Attempting to develop a new active, convenient regimen, we initiated a phase I study of paclitaxel (Taxol; Bristol-Myers squibb Company, Princeton, NJ) combined with epirubicin (Farmitalia Carlo Erba, Milan, Italy) in patients with metastatic breast cancer. In addition to standard eligibility criteria, patients with chemotherapy-naive metastasis and at least one measurable lesion had to have left ventricular ejection fractions of at least 50%; the metastatic relapse had to have occurred more than 6 months after adjuvant treatment. Anthracycline-pretreated patients could not have received cumulative doses of more than 300 mg/m2 doxorubicin, 450 mg/m2 epirubicin, or 70 mg/m2 mitoxantrone. An intravenous bolus dose of epirubicin was followed by a 3-hour paclitaxel infusion, with courses repeated every 3 weeks. To date, seven dose levels have been investigated and 31 patients have been treated, 19 of whom had already received anthracyclines. Grades 3 and 4 neutropenia occurred in 37% and 19% of 123 courses, respectively, with five episodes of febrile neutropenia. Grade 2 or 3 neurotoxicity has been observed in 42% of patients and cardiac toxicity in four patients (13%), all of whom had already received anthracyclines.
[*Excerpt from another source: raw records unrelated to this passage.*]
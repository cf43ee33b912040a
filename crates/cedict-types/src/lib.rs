//! Shared text-width model and index record types for CEDICT position indices.
//!
//! Offsets in an index are not byte offsets. They count *units* the way the
//! consuming reader indexes its strings: one unit per codepoint in the Basic
//! Multilingual Plane, two units for anything above `U+FFFF` (a surrogate
//! pair). Sources written with CRLF line endings can additionally charge one
//! extra unit per line feed, because lines are held in memory with a bare
//! `\n` terminator while the reader sees the original `\r\n`.
//!
//! Use [`count_units`] for the raw width computation, [`lines`] to walk a
//! source the way the builder does, [`IndexEntry`] to render an index line
//! and [`IndexLine`] to parse one back.
//!
//! ```rust
//! use cedict_types::{IndexLine, LineEnding, count_units, lines};
//!
//! assert_eq!(count_units("好\n", false), 2);
//! assert_eq!(count_units("好\n", true), 3);
//! assert_eq!(count_units("𠀋", false), 2);
//!
//! let widths: Vec<u64> = lines("a\r\nbc\n").map(|l| l.units(LineEnding::Crlf)).collect();
//! assert_eq!(widths, vec![3, 4]);
//!
//! let parsed = IndexLine::parse("你好 12,40 7").unwrap();
//! assert_eq!(parsed.occurrences, vec![12, 40]);
//! ```

use std::fmt::{self, Write as _};

/// Separator between the headword, occurrence group and decomposition group.
///
/// A space sorts below every printable character, so a reader searching for
/// `headword + " "` meets lines in the same order the index was sorted in.
pub const GROUP_DELIMITER: char = ' ';

/// Separator between offsets inside one group.
pub const OFFSET_DELIMITER: char = ',';

/// First codepoint that is stored as a surrogate pair by the reader.
const SUPPLEMENTARY_START: u32 = 0x10000;

/// Width of a single codepoint in units.
pub fn char_units(c: char) -> u64 {
    if u32::from(c) >= SUPPLEMENTARY_START { 2 } else { 1 }
}

/// Number of units `line` occupies.
///
/// When `crlf_extra` is set every line feed counts one extra unit for the
/// carriage return that is missing from the in-memory line.
pub fn count_units(line: &str, crlf_extra: bool) -> u64 {
    line.chars()
        .map(|c| char_units(c) + u64::from(crlf_extra && c == '\n'))
        .sum()
}

/// Line terminator convention of a source file.
#[derive(Clone, Copy, Debug, Default, Eq, PartialEq, Hash)]
pub enum LineEnding {
    #[default]
    Lf,
    Crlf,
}

impl LineEnding {
    /// Parse `lf`/`crlf` (case-insensitive).
    pub fn from_name(raw: &str) -> Option<Self> {
        match raw.to_ascii_lowercase().as_str() {
            "lf" => Some(LineEnding::Lf),
            "crlf" => Some(LineEnding::Crlf),
            _ => None,
        }
    }

    /// Inspect the first terminator in `text`. `None` when there is no line feed.
    pub fn detect(text: &str) -> Option<Self> {
        let idx = text.find('\n')?;
        if text[..idx].ends_with('\r') {
            Some(LineEnding::Crlf)
        } else {
            Some(LineEnding::Lf)
        }
    }

    /// Whether line feeds carry the extra carriage-return unit.
    pub fn counts_extra(self) -> bool {
        matches!(self, LineEnding::Crlf)
    }
}

impl fmt::Display for LineEnding {
    fn fmt(&self, f: &mut fmt::Formatter<'_>) -> fmt::Result {
        f.write_str(match self {
            LineEnding::Lf => "lf",
            LineEnding::Crlf => "crlf",
        })
    }
}

/// One source line as held in memory: the text without its terminator, and
/// whether a terminator followed it.
#[derive(Clone, Copy, Debug, Eq, PartialEq)]
pub struct Line<'a> {
    pub body: &'a str,
    pub terminated: bool,
}

impl<'a> Line<'a> {
    /// Units the line occupies including its (normalised `\n`) terminator.
    pub fn units(&self, ending: LineEnding) -> u64 {
        let extra = ending.counts_extra();
        let mut units = count_units(self.body, extra);
        if self.terminated {
            units += count_units("\n", extra);
        }
        units
    }

    /// Whitespace-separated tokens of the line.
    pub fn tokens(&self) -> impl Iterator<Item = &'a str> + 'a {
        self.body.split_whitespace()
    }

    /// The headword candidates: the first two tokens, or fewer if the line is short.
    pub fn headwords(&self) -> impl Iterator<Item = &'a str> + 'a {
        self.tokens().take(2)
    }
}

/// Iterator returned by [`lines`].
#[derive(Clone, Debug)]
pub struct Lines<'a> {
    rest: &'a str,
}

impl<'a> Iterator for Lines<'a> {
    type Item = Line<'a>;

    fn next(&mut self) -> Option<Line<'a>> {
        if self.rest.is_empty() {
            return None;
        }
        match self.rest.find('\n') {
            Some(idx) => {
                let body = &self.rest[..idx];
                self.rest = &self.rest[idx + 1..];
                Some(Line {
                    body: body.strip_suffix('\r').unwrap_or(body),
                    terminated: true,
                })
            }
            None => {
                let body = self.rest;
                self.rest = "";
                Some(Line {
                    body,
                    terminated: false,
                })
            }
        }
    }
}

/// Split `text` into lines, folding `\r\n` into a single `\n` terminator.
///
/// A trailing line without terminator is yielded; an empty text yields nothing.
pub fn lines(text: &str) -> Lines<'_> {
    Lines { rest: text }
}

/// One headword of a finished index.
#[derive(Clone, Debug, Default, Eq, PartialEq)]
pub struct IndexEntry {
    pub headword: String,
    /// Dictionary offsets in file order.
    pub occurrences: Vec<u64>,
    /// Decomposition offsets, ascending, unique.
    pub decomposition_refs: Vec<u64>,
}

impl fmt::Display for IndexEntry {
    /// Renders the serialized index line without its terminator.
    fn fmt(&self, f: &mut fmt::Formatter<'_>) -> fmt::Result {
        f.write_str(&self.headword)?;
        f.write_char(GROUP_DELIMITER)?;
        write_offsets(f, &self.occurrences)?;
        if !self.decomposition_refs.is_empty() {
            f.write_char(GROUP_DELIMITER)?;
            write_offsets(f, &self.decomposition_refs)?;
        }
        Ok(())
    }
}

fn write_offsets(f: &mut fmt::Formatter<'_>, offsets: &[u64]) -> fmt::Result {
    for (idx, offset) in offsets.iter().enumerate() {
        if idx > 0 {
            f.write_char(OFFSET_DELIMITER)?;
        }
        write!(f, "{offset}")?;
    }
    Ok(())
}

/// Borrowed view of a serialized index line.
#[derive(Clone, Debug, Eq, PartialEq)]
pub struct IndexLine<'a> {
    pub headword: &'a str,
    pub occurrences: Vec<u64>,
    pub decomposition_refs: Vec<u64>,
}

impl<'a> IndexLine<'a> {
    /// Parse `headword occ[,occ...][ ref[,ref...]]`.
    ///
    /// Lines without a group delimiter are read in the older comma-only
    /// layout `headword,occ[,occ...]`. Returns `None` for anything else,
    /// including a headword without occurrences.
    pub fn parse(raw: &'a str) -> Option<Self> {
        let line = raw.trim_end_matches(['\r', '\n']);
        if line.contains(GROUP_DELIMITER) {
            let mut groups = line.split(GROUP_DELIMITER);
            let headword = groups.next().filter(|h| !h.is_empty())?;
            let occurrences = parse_offsets(groups.next()?)?;
            let decomposition_refs = match groups.next() {
                Some(group) => parse_offsets(group)?,
                None => Vec::new(),
            };
            if groups.next().is_some() {
                return None;
            }
            Some(Self {
                headword,
                occurrences,
                decomposition_refs,
            })
        } else {
            let (headword, rest) = line.split_once(OFFSET_DELIMITER)?;
            if headword.is_empty() {
                return None;
            }
            Some(Self {
                headword,
                occurrences: parse_offsets(rest)?,
                decomposition_refs: Vec::new(),
            })
        }
    }
}

fn parse_offsets(group: &str) -> Option<Vec<u64>> {
    if group.is_empty() {
        return None;
    }
    group
        .split(OFFSET_DELIMITER)
        .map(|t| t.trim().parse::<u64>().ok())
        .collect()
}

#[cfg(test)]
mod tests {
    use super::*;

    #[test]
    fn astral_codepoints_take_two_units() {
        assert_eq!(char_units('a'), 1);
        assert_eq!(char_units('好'), 1);
        assert_eq!(char_units('\u{FFFF}'), 1);
        assert_eq!(char_units('\u{10000}'), 2);
        assert_eq!(char_units('𪚥'), 2);
        assert_eq!(count_units("𪚥好", false), 3);
    }

    #[test]
    fn line_feed_charges_extra_unit_only_in_crlf_mode() {
        assert_eq!(count_units("ab\n", false), 3);
        assert_eq!(count_units("ab\n", true), 4);
        assert_eq!(count_units("ab", true), 2);
        assert_eq!(count_units("", true), 0);
    }

    #[test]
    fn counts_are_additive_across_lines() {
        let text = "# header\n好 好 hao3 /good/\n𠀋 𠀋 x /rare/\n";
        for crlf in [false, true] {
            let whole = count_units(text, crlf);
            let summed: u64 = text.split_inclusive('\n').map(|l| count_units(l, crlf)).sum();
            assert_eq!(whole, summed);
        }
    }

    #[test]
    fn lines_fold_crlf_and_keep_unterminated_tail() {
        let collected: Vec<Line<'_>> = lines("a\r\nb\nc").collect();
        assert_eq!(
            collected,
            vec![
                Line { body: "a", terminated: true },
                Line { body: "b", terminated: true },
                Line { body: "c", terminated: false },
            ]
        );
        assert_eq!(lines("").count(), 0);
        assert_eq!(lines("\n").count(), 1);
    }

    #[test]
    fn line_units_follow_line_ending() {
        let line = Line {
            body: "好 好",
            terminated: true,
        };
        assert_eq!(line.units(LineEnding::Lf), 4);
        assert_eq!(line.units(LineEnding::Crlf), 5);
        let tail = Line {
            body: "好",
            terminated: false,
        };
        assert_eq!(tail.units(LineEnding::Crlf), 1);
    }

    #[test]
    fn headwords_take_at_most_two_tokens() {
        let line = Line {
            body: "  你好 你好 ni3 hao3 /hello/",
            terminated: true,
        };
        assert_eq!(line.headwords().collect::<Vec<_>>(), vec!["你好", "你好"]);
        let short = Line {
            body: "單",
            terminated: true,
        };
        assert_eq!(short.headwords().collect::<Vec<_>>(), vec!["單"]);
    }

    #[test]
    fn detects_line_endings() {
        assert_eq!(LineEnding::detect("a\r\nb"), Some(LineEnding::Crlf));
        assert_eq!(LineEnding::detect("a\nb\r\n"), Some(LineEnding::Lf));
        assert_eq!(LineEnding::detect("no newline"), None);
        assert_eq!(LineEnding::from_name("CRLF"), Some(LineEnding::Crlf));
        assert_eq!(LineEnding::from_name("cr"), None);
    }

    #[test]
    fn renders_entry_with_and_without_refs() {
        let mut entry = IndexEntry {
            headword: "好".into(),
            occurrences: vec![0, 35],
            decomposition_refs: Vec::new(),
        };
        assert_eq!(entry.to_string(), "好 0,35");
        entry.decomposition_refs = vec![4, 90];
        assert_eq!(entry.to_string(), "好 0,35 4,90");
    }

    #[test]
    fn parses_both_index_layouts() {
        let line = IndexLine::parse("好 0,35 4,90\n").unwrap();
        assert_eq!(line.headword, "好");
        assert_eq!(line.occurrences, vec![0, 35]);
        assert_eq!(line.decomposition_refs, vec![4, 90]);

        let legacy = IndexLine::parse("好,35,0").unwrap();
        assert_eq!(legacy.headword, "好");
        assert_eq!(legacy.occurrences, vec![35, 0]);
        assert!(legacy.decomposition_refs.is_empty());
    }

    #[test]
    fn rejects_malformed_index_lines() {
        assert!(IndexLine::parse("").is_none());
        assert!(IndexLine::parse("好").is_none());
        assert!(IndexLine::parse("好 ").is_none());
        assert!(IndexLine::parse("好 1,x").is_none());
        assert!(IndexLine::parse("好 1 2 3").is_none());
        assert!(IndexLine::parse(" 1").is_none());
    }
}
One patient experienced transient myocardial ischemia, one had an asymptomatic decrease in ejection fraction, and two patients had clinical heart failure that required treatment. Dose-limiting toxicity was reached at dose level 5 (paclitaxel 200 mg/m2 plus epirubicin 60 mg/m2), with two of three patients experiencing febrile neutropenia. Reducing the epirubicin dose to 50 mg/m2, however, allowed the paclitaxel dose to be escalated to 250 mg/m2. At this dose level, only one of six patients experienced febrile neutropenia. At a preliminary response evaluation (dose levels 1 to 6), 11 patients (44%) had partial responses, 12 patients (48%) had stable disease, and disease progressed in two patients. We conclude that the combination paclitaxel/epirubicin is safe for patients with metastatic breast cancer and, at this early evaluation, shows promising antitumor activity. Additional patients will be treated at dose level 5 to confirm whether dose-limiting toxicity occurs at this step. Indeed, we took into consideration that dose-limiting toxicity observed at this particular dose level in two of three patients might be due to hazard, since paclitaxel dose escalation up to 250 mg/m2 was further possible in association with 50 mg/m2 epirubicin.